[Excerpts from a dataset]
[Start of section]
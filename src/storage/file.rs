//! File system storage implementation.

use std::collections::HashSet;
use std::fs::{File, OpenOptions};
use std::io::{BufReader, BufWriter, Read, Write};
use std::path::{Path, PathBuf};
use std::sync::Arc;

use log::debug;
use parking_lot::Mutex;

use crate::error::{LucernaError, Result};
use crate::storage::traits::{
    LockManager, Storage, StorageConfig, StorageError, StorageInput, StorageLock, StorageOutput,
};

/// A storage implementation backed by a directory on the local file system.
#[derive(Debug)]
pub struct FileStorage {
    directory: PathBuf,
    config: StorageConfig,
    lock_manager: Arc<dyn LockManager>,
}

impl FileStorage {
    /// Create a new file storage in the given directory.
    pub fn new<P: AsRef<Path>>(directory: P, config: StorageConfig) -> Result<Self> {
        let directory = directory.as_ref().to_path_buf();

        if !directory.exists() {
            std::fs::create_dir_all(&directory)
                .map_err(|e| LucernaError::storage(format!("Failed to create directory: {e}")))?;
        }

        if !directory.is_dir() {
            return Err(LucernaError::storage(format!(
                "Path is not a directory: {}",
                directory.display()
            )));
        }

        let lock_manager: Arc<dyn LockManager> = if config.use_locking {
            Arc::new(FileLockManager::new(directory.clone()))
        } else {
            Arc::new(NoLockManager)
        };

        Ok(FileStorage {
            directory,
            config,
            lock_manager,
        })
    }

    /// Get the directory this storage writes into.
    pub fn directory(&self) -> &Path {
        &self.directory
    }

    fn file_path(&self, name: &str) -> PathBuf {
        self.directory.join(name)
    }

    fn map_io(name: &str, e: std::io::Error) -> LucernaError {
        if e.kind() == std::io::ErrorKind::NotFound {
            StorageError::FileNotFound(name.to_string()).into()
        } else {
            StorageError::IoError(e.to_string()).into()
        }
    }
}

impl Storage for FileStorage {
    fn open_input(&self, name: &str) -> Result<Box<dyn StorageInput>> {
        let path = self.file_path(name);
        let file = File::open(&path).map_err(|e| Self::map_io(name, e))?;

        Ok(Box::new(FileInput::new(file, self.config.buffer_size)?))
    }

    fn create_output(&self, name: &str) -> Result<Box<dyn StorageOutput>> {
        let path = self.file_path(name);
        let file = OpenOptions::new()
            .write(true)
            .create(true)
            .truncate(true)
            .open(&path)
            .map_err(|e| StorageError::IoError(e.to_string()))?;

        Ok(Box::new(FileOutput::new(
            file,
            self.config.buffer_size,
            self.config.sync_writes,
        )))
    }

    fn file_exists(&self, name: &str) -> bool {
        self.file_path(name).is_file()
    }

    fn delete_file(&self, name: &str) -> Result<()> {
        let path = self.file_path(name);
        if path.exists() {
            std::fs::remove_file(&path)
                .map_err(|e| StorageError::IoError(format!("Failed to delete file: {e}")))?;
        }

        Ok(())
    }

    fn list_files(&self) -> Result<Vec<String>> {
        let mut files = Vec::new();

        for entry in
            std::fs::read_dir(&self.directory).map_err(|e| StorageError::IoError(e.to_string()))?
        {
            let entry = entry.map_err(|e| StorageError::IoError(e.to_string()))?;
            let path = entry.path();

            if path.is_file()
                && let Some(name) = path.file_name().and_then(|n| n.to_str())
            {
                files.push(name.to_string());
            }
        }

        files.sort();
        Ok(files)
    }

    fn file_size(&self, name: &str) -> Result<u64> {
        let metadata = self
            .file_path(name)
            .metadata()
            .map_err(|e| Self::map_io(name, e))?;

        Ok(metadata.len())
    }

    fn rename_file(&self, old_name: &str, new_name: &str) -> Result<()> {
        let old_path = self.file_path(old_name);
        let new_path = self.file_path(new_name);

        std::fs::rename(&old_path, &new_path).map_err(|e| Self::map_io(old_name, e))?;

        Ok(())
    }

    fn sync(&self) -> Result<()> {
        // Directory entries must be durable after a rename.
        #[cfg(unix)]
        {
            File::open(&self.directory)
                .and_then(|dir| dir.sync_all())
                .map_err(|e| LucernaError::storage(format!("Failed to sync directory: {e}")))?;
        }
        Ok(())
    }

    fn lock_manager(&self) -> Arc<dyn LockManager> {
        self.lock_manager.clone()
    }
}

/// A file input implementation.
#[derive(Debug)]
pub struct FileInput {
    reader: BufReader<File>,
    size: u64,
}

impl FileInput {
    fn new(file: File, buffer_size: usize) -> Result<Self> {
        let size = file
            .metadata()
            .map_err(|e| LucernaError::storage(format!("Failed to get file metadata: {e}")))?
            .len();
        let reader = BufReader::with_capacity(buffer_size, file);

        Ok(FileInput { reader, size })
    }
}

impl Read for FileInput {
    fn read(&mut self, buf: &mut [u8]) -> std::io::Result<usize> {
        self.reader.read(buf)
    }
}

impl StorageInput for FileInput {
    fn size(&self) -> Result<u64> {
        Ok(self.size)
    }
}

/// A file output implementation.
#[derive(Debug)]
pub struct FileOutput {
    writer: BufWriter<File>,
    sync_writes: bool,
    position: u64,
    closed: bool,
}

impl FileOutput {
    fn new(file: File, buffer_size: usize, sync_writes: bool) -> Self {
        FileOutput {
            writer: BufWriter::with_capacity(buffer_size, file),
            sync_writes,
            position: 0,
            closed: false,
        }
    }
}

impl Write for FileOutput {
    fn write(&mut self, buf: &[u8]) -> std::io::Result<usize> {
        let bytes_written = self.writer.write(buf)?;
        self.position += bytes_written as u64;

        if self.sync_writes {
            self.writer.flush()?;
        }

        Ok(bytes_written)
    }

    fn flush(&mut self) -> std::io::Result<()> {
        self.writer.flush()
    }
}

impl StorageOutput for FileOutput {
    fn flush_and_sync(&mut self) -> Result<()> {
        self.writer
            .flush()
            .map_err(|e| LucernaError::storage(format!("Failed to flush: {e}")))?;

        self.writer
            .get_ref()
            .sync_all()
            .map_err(|e| LucernaError::storage(format!("Failed to sync: {e}")))?;

        Ok(())
    }

    fn position(&self) -> u64 {
        self.position
    }

    fn close(&mut self) -> Result<()> {
        if !self.closed {
            self.flush_and_sync()?;
            self.closed = true;
        }
        Ok(())
    }
}

/// A lock manager that uses `<name>.lock` files in the index directory.
///
/// Lock files are created with `create_new`, so they exclude writers in
/// other processes as well.
#[derive(Debug)]
pub struct FileLockManager {
    directory: PathBuf,
    held: Arc<Mutex<HashSet<String>>>,
}

impl FileLockManager {
    fn new(directory: PathBuf) -> Self {
        FileLockManager {
            directory,
            held: Arc::new(Mutex::new(HashSet::new())),
        }
    }

    fn lock_path(&self, name: &str) -> PathBuf {
        self.directory.join(format!("{name}.lock"))
    }
}

impl LockManager for FileLockManager {
    fn acquire_lock(&self, name: &str) -> Result<Box<dyn StorageLock>> {
        let lock_path = self.lock_path(name);

        let file = OpenOptions::new()
            .write(true)
            .create_new(true)
            .open(&lock_path)
            .map_err(|e| {
                if e.kind() == std::io::ErrorKind::AlreadyExists {
                    StorageError::LockFailed(name.to_string())
                } else {
                    StorageError::IoError(e.to_string())
                }
            })?;

        self.held.lock().insert(name.to_string());
        debug!("acquired lock file {}", lock_path.display());

        Ok(Box::new(FileLock {
            name: name.to_string(),
            path: lock_path,
            held: Arc::clone(&self.held),
            _file: file,
            released: false,
        }))
    }

    fn lock_exists(&self, name: &str) -> bool {
        self.lock_path(name).exists()
    }

    fn release_all(&self) -> Result<()> {
        let names: Vec<String> = self.held.lock().drain().collect();
        for name in names {
            let path = self.lock_path(&name);
            if path.exists() {
                std::fs::remove_file(&path)
                    .map_err(|e| LucernaError::storage(format!("Failed to release lock: {e}")))?;
            }
        }
        Ok(())
    }
}

/// A lock file held through a [`FileLockManager`].
#[derive(Debug)]
struct FileLock {
    name: String,
    path: PathBuf,
    held: Arc<Mutex<HashSet<String>>>,
    _file: File,
    released: bool,
}

impl StorageLock for FileLock {
    fn name(&self) -> &str {
        &self.name
    }

    fn release(&mut self) -> Result<()> {
        if !self.released {
            self.released = true;
            self.held.lock().remove(&self.name);
            if self.path.exists() {
                std::fs::remove_file(&self.path)
                    .map_err(|e| LucernaError::storage(format!("Failed to release lock: {e}")))?;
            }
            debug!("released lock file {}", self.path.display());
        }
        Ok(())
    }

    fn is_valid(&self) -> bool {
        !self.released
    }
}

impl Drop for FileLock {
    fn drop(&mut self) {
        let _ = self.release();
    }
}

/// Lock manager used when `use_locking` is off: every lock succeeds.
#[derive(Debug)]
struct NoLockManager;

impl LockManager for NoLockManager {
    fn acquire_lock(&self, name: &str) -> Result<Box<dyn StorageLock>> {
        Ok(Box::new(NoLock {
            name: name.to_string(),
            released: false,
        }))
    }

    fn lock_exists(&self, _name: &str) -> bool {
        false
    }

    fn release_all(&self) -> Result<()> {
        Ok(())
    }
}

#[derive(Debug)]
struct NoLock {
    name: String,
    released: bool,
}

impl StorageLock for NoLock {
    fn name(&self) -> &str {
        &self.name
    }

    fn release(&mut self) -> Result<()> {
        self.released = true;
        Ok(())
    }

    fn is_valid(&self) -> bool {
        !self.released
    }
}
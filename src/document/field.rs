//! Fields and their indexing options.

use serde::{Deserialize, Serialize};

use crate::document::field_value::FieldValue;
use crate::error::{LucernaError, Result};

/// How a field is treated by the index.
///
/// `tokenized` only matters when `indexed` is set: tokenized values go
/// through the index's analyzer, untokenized values become exactly one term.
#[derive(Debug, Clone, Copy, PartialEq, Eq, Hash, Serialize, Deserialize)]
#[serde(default)]
pub struct FieldOptions {
    /// Keep the value so it can be returned with hits.
    pub stored: bool,
    /// Make the value searchable.
    pub indexed: bool,
    /// Run the value through the analyzer before indexing.
    pub tokenized: bool,
}

impl FieldOptions {
    /// Stored, indexed and analyzed. The default for text.
    pub const TEXT: FieldOptions = FieldOptions {
        stored: true,
        indexed: true,
        tokenized: true,
    };

    /// Stored and indexed verbatim as one term.
    pub const KEYWORD: FieldOptions = FieldOptions {
        stored: true,
        indexed: true,
        tokenized: false,
    };

    /// Indexed and analyzed, but not kept.
    pub const UNSTORED: FieldOptions = FieldOptions {
        stored: false,
        indexed: true,
        tokenized: true,
    };

    /// Kept for retrieval only.
    pub const STORED_ONLY: FieldOptions = FieldOptions {
        stored: true,
        indexed: false,
        tokenized: false,
    };
}

impl Default for FieldOptions {
    fn default() -> Self {
        FieldOptions::TEXT
    }
}

/// A named value with indexing options.
#[derive(Debug, Clone, PartialEq, Eq, Serialize, Deserialize)]
pub struct Field {
    pub name: String,
    pub value: FieldValue,
    #[serde(default)]
    pub options: FieldOptions,
}

impl Field {
    /// Create a field with explicit options.
    pub fn new<S: Into<String>, V: Into<FieldValue>>(
        name: S,
        value: V,
        options: FieldOptions,
    ) -> Self {
        Field {
            name: name.into(),
            value: value.into(),
            options,
        }
    }

    /// A stored, analyzed text field.
    pub fn text<S: Into<String>, T: Into<String>>(name: S, text: T) -> Self {
        Self::new(name, FieldValue::Text(text.into()), FieldOptions::TEXT)
    }

    /// A stored field indexed verbatim, e.g. an id or a city name.
    pub fn keyword<S: Into<String>, T: Into<String>>(name: S, text: T) -> Self {
        Self::new(name, FieldValue::Text(text.into()), FieldOptions::KEYWORD)
    }

    /// An analyzed field whose value is not kept.
    pub fn unstored<S: Into<String>, T: Into<String>>(name: S, text: T) -> Self {
        Self::new(name, FieldValue::Text(text.into()), FieldOptions::UNSTORED)
    }

    /// A field kept for retrieval but not searchable.
    pub fn stored<S: Into<String>, V: Into<FieldValue>>(name: S, value: V) -> Self {
        Self::new(name, value, FieldOptions::STORED_ONLY)
    }

    /// A stored integer, indexed as its decimal string.
    pub fn integer<S: Into<String>>(name: S, value: i64) -> Self {
        Self::new(name, FieldValue::Integer(value), FieldOptions::KEYWORD)
    }

    /// Check that the field can be accepted by the index.
    pub fn validate(&self) -> Result<()> {
        if self.name.is_empty() {
            return Err(LucernaError::invalid_field("field name must not be empty"));
        }
        if !self.options.stored && !self.options.indexed {
            return Err(LucernaError::invalid_field(format!(
                "field '{}' is neither stored nor indexed",
                self.name
            )));
        }
        if self.options.indexed && self.value.index_text().is_none() {
            return Err(LucernaError::invalid_field(format!(
                "field '{}' has a {} value, which cannot be indexed",
                self.name,
                self.value.type_name()
            )));
        }
        Ok(())
    }
}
[End of section]
Using the records above, say how many lines include the string "StorageInput". Only the number is wanted.

3